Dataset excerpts
┄┄┄┄┄┄┄┄┄┄┄┄┄┄┄┄┄┄┄┄

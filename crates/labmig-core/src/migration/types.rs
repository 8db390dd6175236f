//! Migration lifecycle types and the summaries handed to callers.

use super::auth::AuthRemovalSummary;
use super::legacy::LegacyValidationResult;
use crate::config::{timespan, ServiceConfig};
use crate::error::MigrationError;
use crate::schema::TableCreationResult;
use crate::seeding::SeedingResult;
use chrono::{DateTime, TimeDelta, Utc};
use serde::{Deserialize, Serialize};
use std::fmt;
use std::str::FromStr;
use uuid::Uuid;

/// Lifecycle state of a migration run.
#[derive(Debug, Clone, Copy, PartialEq, Eq, Hash, Serialize, Deserialize)]
pub enum MigrationStatus {
    NotStarted,
    InProgress,
    Paused,
    Completed,
    CompletedWithErrors,
    Cancelled,
    Failed,
}

impl MigrationStatus {
    pub fn as_str(&self) -> &'static str {
        match self {
            MigrationStatus::NotStarted => "NotStarted",
            MigrationStatus::InProgress => "InProgress",
            MigrationStatus::Paused => "Paused",
            MigrationStatus::Completed => "Completed",
            MigrationStatus::CompletedWithErrors => "CompletedWithErrors",
            MigrationStatus::Cancelled => "Cancelled",
            MigrationStatus::Failed => "Failed",
        }
    }

    /// No further changes happen once a run reaches one of these.
    pub fn is_terminal(&self) -> bool {
        matches!(
            self,
            MigrationStatus::Completed
                | MigrationStatus::CompletedWithErrors
                | MigrationStatus::Cancelled
                | MigrationStatus::Failed
        )
    }

    /// Holds the single-flight slot.
    pub fn is_active(&self) -> bool {
        matches!(self, MigrationStatus::InProgress | MigrationStatus::Paused)
    }

    pub fn is_successful(&self) -> bool {
        matches!(
            self,
            MigrationStatus::Completed | MigrationStatus::CompletedWithErrors
        )
    }
}

impl fmt::Display for MigrationStatus {
    fn fmt(&self, f: &mut fmt::Formatter<'_>) -> fmt::Result {
        f.write_str(self.as_str())
    }
}

/// Severity of a recorded migration issue.
#[derive(Debug, Clone, Copy, PartialEq, Eq, PartialOrd, Ord, Hash, Serialize, Deserialize)]
pub enum IssueLevel {
    Info,
    Warning,
    Error,
    Critical,
}

impl fmt::Display for IssueLevel {
    fn fmt(&self, f: &mut fmt::Formatter<'_>) -> fmt::Result {
        let name = match self {
            IssueLevel::Info => "Info",
            IssueLevel::Warning => "Warning",
            IssueLevel::Error => "Error",
            IssueLevel::Critical => "Critical",
        };
        f.write_str(name)
    }
}

/// Something worth reporting that happened during a run.
#[derive(Debug, Clone, PartialEq, Serialize)]
#[serde(rename_all = "camelCase")]
pub struct MigrationIssue {
    pub timestamp: DateTime<Utc>,
    pub level: IssueLevel,
    /// Pipeline stage that raised the issue, e.g. "Seeding".
    pub component: String,
    pub message: String,
    #[serde(skip_serializing_if = "Option::is_none")]
    pub details: Option<String>,
    #[serde(skip_serializing_if = "Option::is_none")]
    pub table_name: Option<String>,
    #[serde(skip_serializing_if = "Option::is_none")]
    pub record_number: Option<u64>,
}

impl MigrationIssue {
    pub fn new(level: IssueLevel, component: &str, message: impl Into<String>) -> Self {
        Self {
            timestamp: Utc::now(),
            level,
            component: component.to_string(),
            message: message.into(),
            details: None,
            table_name: None,
            record_number: None,
        }
    }

    pub fn with_table(mut self, table: impl Into<String>) -> Self {
        self.table_name = Some(table.into());
        self
    }

    pub fn with_record(mut self, record_number: Option<u64>) -> Self {
        self.record_number = record_number;
        self
    }

    pub fn with_details(mut self, details: impl Into<String>) -> Self {
        self.details = Some(details.into());
        self
    }

    pub fn is_error(&self) -> bool {
        self.level >= IssueLevel::Error
    }
}

/// Live counters for a run.
#[derive(Debug, Clone, Default, PartialEq, Serialize)]
#[serde(rename_all = "camelCase")]
pub struct MigrationStatistics {
    pub total_tables: u64,
    pub tables_processed: u64,
    pub total_records: u64,
    pub records_processed: u64,
    pub records_inserted: u64,
    pub records_skipped: u64,
    pub error_count: u64,
    /// Never decreases while the run is live.
    pub progress_percentage: f64,
}

/// Wall-clock timing of one pipeline phase.
#[derive(Debug, Clone, PartialEq, Serialize)]
#[serde(rename_all = "camelCase")]
pub struct PhaseTiming {
    pub name: String,
    pub started: DateTime<Utc>,
    /// `None` while the phase is still running.
    #[serde(with = "timespan::option")]
    pub duration: Option<TimeDelta>,
    /// Set when the phase closes: it finished without adding errors.
    pub success: bool,
    #[serde(skip)]
    pub(crate) errors_at_start: u64,
}

impl PhaseTiming {
    pub(crate) fn start(name: &str, errors_at_start: u64) -> Self {
        Self {
            name: name.to_string(),
            started: Utc::now(),
            duration: None,
            success: false,
            errors_at_start,
        }
    }

    pub fn is_open(&self) -> bool {
        self.duration.is_none()
    }
}

/// Everything known about one migration run.
#[derive(Debug, Clone, Serialize)]
#[serde(rename_all = "camelCase")]
pub struct MigrationResult {
    pub migration_id: Uuid,
    pub status: MigrationStatus,
    pub start_time: DateTime<Utc>,
    pub end_time: Option<DateTime<Utc>>,
    #[serde(with = "timespan::option")]
    pub duration: Option<TimeDelta>,
    pub current_operation: Option<String>,
    #[serde(with = "timespan")]
    pub estimated_time_remaining: TimeDelta,
    pub statistics: MigrationStatistics,
    pub errors: Vec<MigrationIssue>,
    /// Pipeline phases in the order they ran.
    pub phases: Vec<PhaseTiming>,
    pub table_creation_result: Option<TableCreationResult>,
    pub seeding_result: Option<SeedingResult>,
    pub validation_result: Option<LegacyValidationResult>,
    pub auth_removal_result: Option<AuthRemovalSummary>,
}

impl MigrationResult {
    pub(crate) fn new(migration_id: Uuid) -> Self {
        Self {
            migration_id,
            status: MigrationStatus::InProgress,
            start_time: Utc::now(),
            end_time: None,
            duration: None,
            current_operation: Some("Starting migration".into()),
            estimated_time_remaining: TimeDelta::zero(),
            statistics: MigrationStatistics::default(),
            errors: Vec::new(),
            phases: Vec::new(),
            table_creation_result: None,
            seeding_result: None,
            validation_result: None,
            auth_removal_result: None,
        }
    }

    pub fn is_completed(&self) -> bool {
        self.status.is_terminal()
    }

    /// Whether any Error or Critical issue was recorded.
    pub fn has_errors(&self) -> bool {
        self.errors.iter().any(MigrationIssue::is_error)
    }

    /// Wall-clock time so far, or the final duration once finished.
    pub fn elapsed(&self) -> TimeDelta {
        self.duration
            .unwrap_or_else(|| Utc::now().signed_duration_since(self.start_time))
    }
}

/// Compact view returned by start, status and history.
#[derive(Debug, Clone, Serialize)]
#[serde(rename_all = "camelCase")]
pub struct MigrationStatusSummary {
    pub migration_id: Uuid,
    pub status: MigrationStatus,
    pub start_time: Option<DateTime<Utc>>,
    pub end_time: Option<DateTime<Utc>>,
    pub progress_percentage: f64,
    #[serde(with = "timespan::option")]
    pub duration: Option<TimeDelta>,
    pub statistics: MigrationStatistics,
    pub recent_errors: Vec<MigrationIssue>,
    pub current_operation: Option<String>,
    #[serde(with = "timespan")]
    pub estimated_time_remaining: TimeDelta,
}

impl MigrationStatusSummary {
    /// Placeholder reported when no migration has run yet.
    pub fn not_started() -> Self {
        Self {
            migration_id: Uuid::nil(),
            status: MigrationStatus::NotStarted,
            start_time: None,
            end_time: None,
            progress_percentage: 0.0,
            duration: None,
            statistics: MigrationStatistics::default(),
            recent_errors: Vec::new(),
            current_operation: None,
            estimated_time_remaining: TimeDelta::zero(),
        }
    }
}

impl From<&MigrationResult> for MigrationStatusSummary {
    fn from(result: &MigrationResult) -> Self {
        let skip = result.errors.len().saturating_sub(ServiceConfig::RECENT_ERRORS);
        Self {
            migration_id: result.migration_id,
            status: result.status,
            start_time: Some(result.start_time),
            end_time: result.end_time,
            progress_percentage: result.statistics.progress_percentage,
            duration: result.duration,
            statistics: result.statistics.clone(),
            recent_errors: result.errors[skip..].to_vec(),
            current_operation: result.current_operation.clone(),
            estimated_time_remaining: result.estimated_time_remaining,
        }
    }
}

/// Live progress of the active run.
#[derive(Debug, Clone, Serialize)]
#[serde(rename_all = "camelCase")]
pub struct MigrationProgress {
    pub migration_id: Uuid,
    pub status: MigrationStatus,
    pub progress_percentage: f64,
    pub current_operation: String,
    pub statistics: MigrationStatistics,
    #[serde(with = "timespan")]
    pub estimated_time_remaining: TimeDelta,
    pub start_time: DateTime<Utc>,
    #[serde(with = "timespan")]
    pub elapsed_time: TimeDelta,
}

impl From<&MigrationResult> for MigrationProgress {
    fn from(result: &MigrationResult) -> Self {
        Self {
            migration_id: result.migration_id,
            status: result.status,
            progress_percentage: result.statistics.progress_percentage,
            current_operation: result
                .current_operation
                .clone()
                .unwrap_or_else(|| "Unknown".into()),
            statistics: result.statistics.clone(),
            estimated_time_remaining: result.estimated_time_remaining,
            start_time: result.start_time,
            elapsed_time: result.elapsed(),
        }
    }
}

/// Aggregate over runs started within a window of days.
#[derive(Debug, Clone, Default, PartialEq, Serialize)]
#[serde(rename_all = "camelCase")]
pub struct MigrationStatisticsSummary {
    pub period_days: i64,
    pub total_migrations: u64,
    /// Completed and CompletedWithErrors.
    pub successful_migrations: u64,
    pub failed_migrations: u64,
    pub cancelled_migrations: u64,
    /// Percentage of `total_migrations` that succeeded.
    pub success_rate: f64,
    #[serde(with = "timespan")]
    pub average_duration: TimeDelta,
    pub total_records_processed: u64,
    pub total_tables_processed: u64,
}

/// Output formats for `generate_report`.
#[derive(Debug, Clone, Copy, PartialEq, Eq)]
pub enum ReportFormat {
    Json,
    Csv,
}

impl ReportFormat {
    pub fn content_type(&self) -> &'static str {
        match self {
            ReportFormat::Json => "application/json",
            ReportFormat::Csv => "text/csv",
        }
    }

    pub fn extension(&self) -> &'static str {
        match self {
            ReportFormat::Json => "json",
            ReportFormat::Csv => "csv",
        }
    }
}

impl FromStr for ReportFormat {
    type Err = MigrationError;

    fn from_str(s: &str) -> Result<Self, Self::Err> {
        match s.trim().to_ascii_lowercase().as_str() {
            "json" => Ok(ReportFormat::Json),
            "csv" => Ok(ReportFormat::Csv),
            other => Err(MigrationError::Validation {
                field: "format".into(),
                message: format!("Unsupported report format '{}'. Supported formats: json, csv", other),
            }),
        }
    }
}

/// Minimum issue level included in a log download.
#[derive(Debug, Clone, Copy, PartialEq, Eq, Default)]
pub enum LogFilter {
    Error,
    Warning,
    Info,
    #[default]
    All,
}

impl LogFilter {
    pub fn includes(&self, level: IssueLevel) -> bool {
        match self {
            LogFilter::Error => level >= IssueLevel::Error,
            LogFilter::Warning => level >= IssueLevel::Warning,
            LogFilter::Info | LogFilter::All => true,
        }
    }
}

impl FromStr for LogFilter {
    type Err = std::convert::Infallible;

    /// Unrecognized levels mean everything.
    fn from_str(s: &str) -> Result<Self, Self::Err> {
        Ok(match s.trim().to_ascii_lowercase().as_str() {
            "error" => LogFilter::Error,
            "warning" => LogFilter::Warning,
            "info" => LogFilter::Info,
            _ => LogFilter::All,
        })
    }
}

#[cfg(test)]
mod tests {
    use super::*;

    #[test]
    fn test_status_classification() {
        assert!(MigrationStatus::Paused.is_active());
        assert!(!MigrationStatus::Paused.is_terminal());
        assert!(MigrationStatus::CompletedWithErrors.is_successful());
        assert!(MigrationStatus::Cancelled.is_terminal());
        assert!(!MigrationStatus::Cancelled.is_successful());
        assert_eq!(
            serde_json::to_value(MigrationStatus::CompletedWithErrors).unwrap(),
            "CompletedWithErrors"
        );
    }

    #[test]
    fn test_report_format_parse() {
        assert_eq!("JSON".parse::<ReportFormat>().unwrap(), ReportFormat::Json);
        let err = "xml".parse::<ReportFormat>().unwrap_err();
        assert!(err.to_string().contains("Supported formats"));
        assert_eq!(err.status_code(), 400);
    }

    #[test]
    fn test_log_filter_levels() {
        let warning: LogFilter = "warning".parse().unwrap();
        assert!(warning.includes(IssueLevel::Critical));
        assert!(!warning.includes(IssueLevel::Info));
        let unknown: LogFilter = "verbose".parse().unwrap();
        assert_eq!(unknown, LogFilter::All);
    }

    #[test]
    fn test_summary_keeps_recent_errors() {
        let mut result = MigrationResult::new(Uuid::new_v4());
        for i in 0..8 {
            result
                .errors
                .push(MigrationIssue::new(IssueLevel::Error, "Seeding", format!("e{}", i)));
        }
        let summary = MigrationStatusSummary::from(&result);
        assert_eq!(summary.recent_errors.len(), ServiceConfig::RECENT_ERRORS);
        assert_eq!(summary.recent_errors.last().unwrap().message, "e7");
    }
}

┄┄┄┄┄┄┄┄┄┄┄┄┄┄┄┄┄┄┄┄

The task: Reproduce the records above line by line, without any change, up to and including the line that holds "one of these.".

Your response:
filename crates/labmig-core/src/migration/types.rs
repository 8db390dd6175236f
//! Migration lifecycle types and the summaries handed to callers.

use super::auth::AuthRemovalSummary;
use super::legacy::LegacyValidationResult;
use crate::config::{timespan, ServiceConfig};
use crate::error::MigrationError;
use crate::schema::TableCreationResult;
use crate::seeding::SeedingResult;
use chrono::{DateTime, TimeDelta, Utc};
use serde::{Deserialize, Serialize};
use std::fmt;
use std::str::FromStr;
use uuid::Uuid;

/// Lifecycle state of a migration run.
#[derive(Debug, Clone, Copy, PartialEq, Eq, Hash, Serialize, Deserialize)]
pub enum MigrationStatus {
    NotStarted,
    InProgress,
    Paused,
    Completed,
    CompletedWithErrors,
    Cancelled,
    Failed,
}

impl MigrationStatus {
    pub fn as_str(&self) -> &'static str {
        match self {
            MigrationStatus::NotStarted => "NotStarted",
            MigrationStatus::InProgress => "InProgress",
            MigrationStatus::Paused => "Paused",
            MigrationStatus::Completed => "Completed",
            MigrationStatus::CompletedWithErrors => "CompletedWithErrors",
            MigrationStatus::Cancelled => "Cancelled",
            MigrationStatus::Failed => "Failed",
        }
    }

    /// No further changes happen once a run reaches one of these.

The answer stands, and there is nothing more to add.